In the 1848 Discours sur l'ensemble du positivisme (A General View of Positivism), published in the middle of the June Days of the 1848 Revolution, during an apogee for positivism as a movement, Auguste Comte proposes a dual, complex role for art and the artist of the positive age.2 First, he says, art will lose the towering, if excentric, place it holds in the current social system: it will lose its autonomy, irregularity, exuberance and power, the separate realm through which artists engage and influence social activity. But, second, art will acquire a new force, and the artist, having come to accept his dependence on science, industry and technique, will become the figure who outlines the future.
In his efforts to accomplish this object, the Positivist poet will naturally be led to form prophetic pictures of the regeneration of Man, viewed in every aspect that admits of being ideally represented. And this is the second service which Art will render to the cause of social renovation; or rather it is an extension of the first. Systematic formation of Utopias will in fact become habitual; on the distinct understanding that, as in every other branch of art, the ideal shall be kept in subordination of the real. (Comte 2009: 335)
It is an astonishing formulation.
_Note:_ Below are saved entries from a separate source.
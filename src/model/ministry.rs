//! Ministries. `slug` is the stable public identifier, unique in the store.

use super::{base::soft_deletable, Record, SoftDeleteModel};
use crate::sql::SqlValue;
use chrono::{DateTime, Utc};
use serde::Serialize;

#[derive(Clone, Debug, PartialEq, sqlx::FromRow, Serialize)]
pub struct Ministry {
    #[sqlx(flatten)]
    #[serde(flatten)]
    pub base: SoftDeleteModel,
    pub name: String,
    pub slug: String,
    pub description: String,
    pub leader_id: Option<i64>,
    pub contact_email: String,
    /// Free text, e.g. "Sundays, 9:15 AM".
    pub meeting_time: String,
    pub location: String,
    pub is_active: bool,
    /// Lower sorts first.
    pub sort_order: i32,
    /// Trusted rich text for the detail page.
    pub page_content: String,
}

soft_deletable!(Ministry);

impl Ministry {
    pub fn new(id: i64, name: impl Into<String>, slug: impl Into<String>, sort_order: i32, now: DateTime<Utc>) -> Self {
        Ministry {
            base: SoftDeleteModel::new(id, now),
            name: name.into(),
            slug: slug.into(),
            description: String::new(),
            leader_id: None,
            contact_email: String::new(),
            meeting_time: String::new(),
            location: String::new(),
            is_active: true,
            sort_order,
            page_content: String::new(),
        }
    }
}

impl Record for Ministry {
    const TABLE: &'static str = "ministries";
    const COLUMNS: &'static [&'static str] = &[
        "id",
        "created_at",
        "updated_at",
        "deleted_at",
        "name",
        "slug",
        "description",
        "leader_id",
        "contact_email",
        "meeting_time",
        "location",
        "is_active",
        "sort_order",
        "page_content",
    ];
    const SOFT_DELETE: bool = true;

    fn column(&self, name: &str) -> SqlValue {
        if let Some(v) = self.base.column(name) {
            return v;
        }
        match name {
            "name" => self.name.clone().into(),
            "slug" => self.slug.clone().into(),
            "description" => self.description.clone().into(),
            "leader_id" => self.leader_id.into(),
            "contact_email" => self.contact_email.clone().into(),
            "meeting_time" => self.meeting_time.clone().into(),
            "location" => self.location.clone().into(),
            "is_active" => self.is_active.into(),
            "sort_order" => self.sort_order.into(),
            "page_content" => self.page_content.clone().into(),
            _ => SqlValue::Null,
        }
    }
}
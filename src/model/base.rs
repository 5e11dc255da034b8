//! Entity bases: soft-deletable records embed `SoftDeleteModel`; plain records do not.

use crate::sql::SqlValue;
use chrono::{DateTime, Utc};
use serde::Serialize;

pub const DELETED_AT: &str = "deleted_at";

/// Identity, timestamps and deletion marker shared by soft-deletable records.
#[derive(Clone, Debug, PartialEq, sqlx::FromRow, Serialize)]
pub struct SoftDeleteModel {
    pub id: i64,
    pub created_at: DateTime<Utc>,
    pub updated_at: DateTime<Utc>,
    #[serde(skip_serializing)]
    pub deleted_at: Option<DateTime<Utc>>,
}

impl SoftDeleteModel {
    pub const COLUMNS: [&'static str; 4] = ["id", "created_at", "updated_at", DELETED_AT];

    /// New live record stamped at `now`.
    pub fn new(id: i64, now: DateTime<Utc>) -> Self {
        SoftDeleteModel {
            id,
            created_at: now,
            updated_at: now,
            deleted_at: None,
        }
    }

    pub fn column(&self, name: &str) -> Option<SqlValue> {
        Some(match name {
            "id" => self.id.into(),
            "created_at" => self.created_at.into(),
            "updated_at" => self.updated_at.into(),
            DELETED_AT => self.deleted_at.into(),
            _ => return None,
        })
    }
}

pub trait SoftDeletable {
    fn base(&self) -> &SoftDeleteModel;

    fn base_mut(&mut self) -> &mut SoftDeleteModel;

    fn soft_delete(&mut self, at: DateTime<Utc>) {
        let base = self.base_mut();
        base.deleted_at = Some(at);
        base.updated_at = at;
    }
}

macro_rules! soft_deletable {
    ($ty:ty) => {
        impl $crate::model::SoftDeletable for $ty {
            fn base(&self) -> &$crate::model::SoftDeleteModel {
                &self.base
            }

            fn base_mut(&mut self) -> &mut $crate::model::SoftDeleteModel {
                &mut self.base
            }
        }
    };
}

pub(crate) use soft_deletable;
use chapel_site::{
    config::SiteConfig,
    store::{self, migration, seed},
    telemetry, AppError, AppState, CacheProbe, MaudRenderer, PgStore, RecordStore, RedisProbe,
};
use clap::{Parser, Subcommand};
use std::future::IntoFuture;
use std::process::ExitCode;
use std::sync::Arc;
use std::time::Duration;
use tokio::net::TcpListener;
use tokio::sync::watch;

/// In-flight requests get this long after a shutdown signal.
const DRAIN_TIMEOUT: Duration = Duration::from_secs(30);

#[derive(Parser)]
#[command(name = "chapel-site", version, about = "Congregation website server")]
struct Cli {
    #[command(subcommand)]
    command: Option<Command>,
}

#[derive(Subcommand)]
enum Command {
    /// Run the HTTP server (default).
    Serve,
    /// Apply or roll back schema migrations.
    Migrate {
        #[command(subcommand)]
        direction: Direction,
    },
    /// Insert demo content.
    Seed,
}

#[derive(Subcommand)]
enum Direction {
    /// Apply all pending migrations.
    Up,
    /// Roll back the most recent migration.
    Down,
}

#[tokio::main]
async fn main() -> ExitCode {
    let cli = Cli::parse();
    let config = match chapel_site::load_from_env() {
        Ok(c) => c,
        Err(e) => {
            telemetry::init(true);
            tracing::error!(error = %e, "invalid configuration");
            return ExitCode::FAILURE;
        }
    };
    telemetry::init(config.is_development());

    let result = match cli.command.unwrap_or(Command::Serve) {
        Command::Serve => serve(config).await,
        Command::Migrate { direction } => migrate(&config, direction).await,
        Command::Seed => run_seed(&config).await,
    };
    match result {
        Ok(()) => ExitCode::SUCCESS,
        Err(e) => {
            tracing::error!(error = %e, "exiting");
            ExitCode::FAILURE
        }
    }
}

async fn migrate(config: &SiteConfig, direction: Direction) -> Result<(), AppError> {
    let pool = store::connect(config).await?;
    match direction {
        Direction::Up => {
            migration::migrate_up(&pool).await?;
        }
        Direction::Down => {
            migration::migrate_down(&pool).await?;
        }
    }
    pool.close().await;
    Ok(())
}

async fn run_seed(config: &SiteConfig) -> Result<(), AppError> {
    let pool = store::connect(config).await?;
    seed::seed(&pool).await?;
    pool.close().await;
    Ok(())
}

async fn serve(config: SiteConfig) -> Result<(), AppError> {
    let pool = store::connect(&config).await?;
    let store = Arc::new(PgStore::new(pool.clone()));
    store.ping().await?;

    let cache = Arc::new(RedisProbe::from_url(&config.redis_url)?);
    cache.ping().await?;
    tracing::info!("connected to Redis");

    let state = AppState::new(store, cache, Arc::new(MaudRenderer::new(config.app_url.clone())));
    let app = chapel_site::app(state, &config.static_dir);

    let addr = config.listen_addr();
    let listener = TcpListener::bind(&addr).await?;
    tracing::info!(addr = %addr, env = config.app_env.as_str(), "listening");

    let (stop_tx, mut stop_rx) = watch::channel(false);
    let server = axum::serve(listener, app)
        .with_graceful_shutdown(async move {
            let _ = stop_rx.changed().await;
        })
        .into_future();
    tokio::pin!(server);

    tokio::select! {
        res = &mut server => {
            if let Err(e) = res {
                tracing::error!(error = %e, "server error");
            }
        }
        _ = shutdown_signal() => {
            tracing::info!("shutting down");
            let _ = stop_tx.send(true);
            match tokio::time::timeout(DRAIN_TIMEOUT, &mut server).await {
                Ok(Err(e)) => tracing::error!(error = %e, "server error during shutdown"),
                Ok(Ok(())) => {}
                Err(_) => tracing::warn!("drain window elapsed; dropping open connections"),
            }
        }
    }

    pool.close().await;
    tracing::info!("server stopped");
    Ok(())
}

async fn shutdown_signal() {
    let ctrl_c = async {
        if let Err(e) = tokio::signal::ctrl_c().await {
            tracing::error!(error = %e, "failed to listen for ctrl-c");
            std::future::pending::<()>().await;
        }
    };

    #[cfg(unix)]
    let terminate = async {
        match tokio::signal::unix::signal(tokio::signal::unix::SignalKind::terminate()) {
            Ok(mut sig) => {
                sig.recv().await;
            }
            Err(e) => {
                tracing::error!(error = %e, "failed to listen for SIGTERM");
                std::future::pending::<()>().await;
            }
        }
    };

    #[cfg(not(unix))]
    let terminate = std::future::pending::<()>();

    tokio::select! {
        _ = ctrl_c => {},
        _ = terminate => {},
    }
}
One might expect art to decline in the positive age, to become incidental or ornamental, a genre of comfortable if pointless pictorial speculation that enlivens without genuinely affecting. It is not merely, as Mary Pickering (3: 204) notes, that in the positive future “the mind would gain satisfaction in directing its energy toward the arts.” Comte proposes, in fact, that not only will art participate in the regeneration of society and, indeed, that of human nature itself— not only will it come up with depictions of the present and the future, of ideals to follow— but it will indeed form systematic utopias.